Material provided:
+++
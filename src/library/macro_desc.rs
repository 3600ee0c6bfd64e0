//! Macro descriptors and the keys that identify them.

use std::fmt;

use crate::constants::STANDARD_LIBRARY_PREFIXES;

/// A symbol stored in a library.
#[derive(Debug, Clone, PartialEq, Eq, Default)]
pub struct MacroDesc {
    /// Full key, `prefix.plain` in lowercase. Macros of the original
    /// standard library have no prefix.
    pub key: String,
    /// Name shown to the user
    pub name: String,
    /// Drawing commands making up the macro
    pub description: String,
    /// Category the macro is filed under
    pub category: String,
    /// Display name of the library
    pub library: String,
    /// Library file stem, also used as key prefix
    pub filename: String,
}

impl MacroDesc {
    pub fn new(
        key: impl Into<String>,
        name: impl Into<String>,
        description: impl Into<String>,
        category: impl Into<String>,
        library: impl Into<String>,
        filename: impl Into<String>,
    ) -> Self {
        Self {
            key: key.into(),
            name: name.into(),
            description: description.into(),
            category: category.into(),
            library: library.into(),
            filename: filename.into(),
        }
    }

    /// Key without the library prefix
    pub fn plain_key(&self) -> &str {
        plain_macro_key(&self.key)
    }
}

impl fmt::Display for MacroDesc {
    fn fmt(&self, f: &mut fmt::Formatter<'_>) -> fmt::Result {
        f.write_str(self.name.trim())
    }
}

/// Strip the library prefix from a full key.
///
/// `"pcb.r01"` gives `"r01"`, a key without a dot is returned as is. Only
/// the first dot separates the prefix: `"pcb.r.01"` gives `"r.01"`.
pub fn plain_macro_key(key: &str) -> &str {
    key.split_once('.').map_or(key, |(_, plain)| plain)
}

/// Build the full key of a macro from the library file stem and a plain key.
pub fn create_macro_key(filename: &str, plain_key: &str) -> String {
    format!("{}.{}", filename, plain_key).to_lowercase()
}

/// A fresh plain key derived from the clock.
pub fn create_random_macro_key() -> String {
    let nanos = chrono::Utc::now()
        .timestamp_nanos_opt()
        .unwrap_or_default()
        .unsigned_abs();

    // Fold the timestamp bytes together, dropping an increasing number of
    // low bytes at every round.
    let mut t = nanos;
    let mut h: u64 = 0;
    let mut round: u32 = 0;
    while t > 0 {
        t = t.checked_shr(round * 8).unwrap_or(0);
        h ^= t & 0xFF;
        round += 1;
    }
    // Mix in the sub-second part so that keys created in a burst still differ.
    h ^= (nanos % 1_000_000) << 8;
    h.to_string()
}

/// Whether the macro belongs to a library shipped with the editor.
pub fn is_std_lib(macro_desc: &MacroDesc) -> bool {
    match macro_desc.key.split_once('.') {
        None => true,
        Some((prefix, _)) => STANDARD_LIBRARY_PREFIXES.contains(&prefix),
    }
}

/// Whether `name` can be used as a library name. The name also ends up as a
/// file name, so path separators and characters used by the file format are
/// refused.
pub fn is_valid_library_name(name: &str) -> bool {
    const FORBIDDEN: [char; 10] = ['[', '.', '/', '\\', '~', '&', ',', ';', ']', '"'];
    is_valid_node_name(name) && !name.contains(FORBIDDEN)
}

/// Whether `name` can be written as a category or macro name. Brackets,
/// braces and control characters would end the header line early.
pub fn is_valid_node_name(name: &str) -> bool {
    const FORBIDDEN: [char; 4] = ['[', ']', '{', '}'];
    !name.trim().is_empty() && !name.contains(FORBIDDEN) && !name.contains(char::is_control)
}

#[cfg(test)]
mod tests {
    use super::*;

    #[test]
    fn test_plain_macro_key() {
        assert_eq!(plain_macro_key("pcb.r01"), "r01");
        assert_eq!(plain_macro_key("r01"), "r01");
        assert_eq!(plain_macro_key("a.b.c"), "b.c");
    }

    #[test]
    fn test_create_macro_key_lowercases() {
        assert_eq!(create_macro_key("MyLib", "ABC"), "mylib.abc");
    }

    #[test]
    fn test_random_key_is_numeric() {
        let key = create_random_macro_key();
        assert!(!key.is_empty());
        assert!(key.chars().all(|c| c.is_ascii_digit()));
    }

    #[test]
    fn test_is_std_lib() {
        let mut desc = MacroDesc::new("000", "R", "", "Passive", "Standard", "");
        assert!(is_std_lib(&desc));
        desc.key = "pcb.r01".to_string();
        assert!(is_std_lib(&desc));
        desc.key = "ey_libraries.x".to_string();
        assert!(is_std_lib(&desc));
        desc.key = "mylib.r01".to_string();
        assert!(!is_std_lib(&desc));
    }

    #[test]
    fn test_is_valid_library_name() {
        assert!(is_valid_library_name("my_symbols"));
        assert!(!is_valid_library_name("my.symbols"));
        assert!(!is_valid_library_name("../escape"));
        assert!(!is_valid_library_name("   "));
        assert!(!is_valid_library_name("mine\n[ZZ x]"));
    }

    #[test]
    fn test_is_valid_node_name() {
        assert!(is_valid_node_name("Big resistor, 1/4 W"));
        assert!(!is_valid_node_name("Res]istor"));
        assert!(!is_valid_node_name("[Res"));
        assert!(!is_valid_node_name("{Passive}"));
        assert!(!is_valid_node_name("Res\n[ZZ Injected]"));
        assert!(!is_valid_node_name("tab\there"));
        assert!(!is_valid_node_name(" "));
    }
}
+++
Task directions:
Each line of the listing should be echoed back exactly.

Written solution:
filename src/library/macro_desc.rs
repository 3600ee0c6bfd64e0
//! Macro descriptors and the keys that identify them.

use std::fmt;

use crate::constants::STANDARD_LIBRARY_PREFIXES;

/// A symbol stored in a library.
#[derive(Debug, Clone, PartialEq, Eq, Default)]
pub struct MacroDesc {
    /// Full key, `prefix.plain` in lowercase. Macros of the original
    /// standard library have no prefix.
    pub key: String,
    /// Name shown to the user
    pub name: String,
    /// Drawing commands making up the macro
    pub description: String,
    /// Category the macro is filed under
    pub category: String,
    /// Display name of the library
    pub library: String,
    /// Library file stem, also used as key prefix
    pub filename: String,
}

impl MacroDesc {
    pub fn new(
        key: impl Into<String>,
        name: impl Into<String>,
        description: impl Into<String>,
        category: impl Into<String>,
        library: impl Into<String>,
        filename: impl Into<String>,
    ) -> Self {
        Self {
            key: key.into(),
            name: name.into(),
            description: description.into(),
            category: category.into(),
            library: library.into(),
            filename: filename.into(),
        }
    }

    /// Key without the library prefix
    pub fn plain_key(&self) -> &str {
        plain_macro_key(&self.key)
    }
}

impl fmt::Display for MacroDesc {
    fn fmt(&self, f: &mut fmt::Formatter<'_>) -> fmt::Result {
        f.write_str(self.name.trim())
    }
}

/// Strip the library prefix from a full key.
///
/// `"pcb.r01"` gives `"r01"`, a key without a dot is returned as is. Only
/// the first dot separates the prefix: `"pcb.r.01"` gives `"r.01"`.
pub fn plain_macro_key(key: &str) -> &str {
    key.split_once('.').map_or(key, |(_, plain)| plain)
}

/// Build the full key of a macro from the library file stem and a plain key.
pub fn create_macro_key(filename: &str, plain_key: &str) -> String {
    format!("{}.{}", filename, plain_key).to_lowercase()
}

/// A fresh plain key derived from the clock.
pub fn create_random_macro_key() -> String {
    let nanos = chrono::Utc::now()
        .timestamp_nanos_opt()
        .unwrap_or_default()
        .unsigned_abs();

    // Fold the timestamp bytes together, dropping an increasing number of
    // low bytes at every round.
    let mut t = nanos;
    let mut h: u64 = 0;
    let mut round: u32 = 0;
    while t > 0 {
        t = t.checked_shr(round * 8).unwrap_or(0);
        h ^= t & 0xFF;
        round += 1;
    }
    // Mix in the sub-second part so that keys created in a burst still differ.
    h ^= (nanos % 1_000_000) << 8;
    h.to_string()
}

/// Whether the macro belongs to a library shipped with the editor.
pub fn is_std_lib(macro_desc: &MacroDesc) -> bool {
    match macro_desc.key.split_once('.') {
        None => true,
        Some((prefix, _)) => STANDARD_LIBRARY_PREFIXES.contains(&prefix),
    }
}

/// Whether `name` can be used as a library name. The name also ends up as a
/// file name, so path separators and characters used by the file format are
/// refused.
pub fn is_valid_library_name(name: &str) -> bool {
    const FORBIDDEN: [char; 10] = ['[', '.', '/', '\\', '~', '&', ',', ';', ']', '"'];
    is_valid_node_name(name) && !name.contains(FORBIDDEN)
}

/// Whether `name` can be written as a category or macro name. Brackets,
/// braces and control characters would end the header line early.
pub fn is_valid_node_name(name: &str) -> bool {
    const FORBIDDEN: [char; 4] = ['[', ']', '{', '}'];
    !name.trim().is_empty() && !name.contains(FORBIDDEN) && !name.contains(char::is_control)
}

#[cfg(test)]
mod tests {
    use super::*;

    #[test]
    fn test_plain_macro_key() {
        assert_eq!(plain_macro_key("pcb.r01"), "r01");
        assert_eq!(plain_macro_key("r01"), "r01");
        assert_eq!(plain_macro_key("a.b.c"), "b.c");
    }

    #[test]
    fn test_create_macro_key_lowercases() {
        assert_eq!(create_macro_key("MyLib", "ABC"), "mylib.abc");
    }

    #[test]
    fn test_random_key_is_numeric() {
        let key = create_random_macro_key();
        assert!(!key.is_empty());
        assert!(key.chars().all(|c| c.is_ascii_digit()));
    }

    #[test]
    fn test_is_std_lib() {
        let mut desc = MacroDesc::new("000", "R", "", "Passive", "Standard", "");
        assert!(is_std_lib(&desc));
        desc.key = "pcb.r01".to_string();
        assert!(is_std_lib(&desc));
        desc.key = "ey_libraries.x".to_string();
        assert!(is_std_lib(&desc));
        desc.key = "mylib.r01".to_string();
        assert!(!is_std_lib(&desc));
    }

    #[test]
    fn test_is_valid_library_name() {
        assert!(is_valid_library_name("my_symbols"));
        assert!(!is_valid_library_name("my.symbols"));
        assert!(!is_valid_library_name("../escape"));
        assert!(!is_valid_library_name("   "));
        assert!(!is_valid_library_name("mine\n[ZZ x]"));
    }

    #[test]
    fn test_is_valid_node_name() {
        assert!(is_valid_node_name("Big resistor, 1/4 W"));
        assert!(!is_valid_node_name("Res]istor"));
        assert!(!is_valid_node_name("[Res"));
        assert!(!is_valid_node_name("{Passive}"));
        assert!(!is_valid_node_name("Res\n[ZZ Injected]"));
        assert!(!is_valid_node_name("tab\there"));
        assert!(!is_valid_node_name(" "));
    }
}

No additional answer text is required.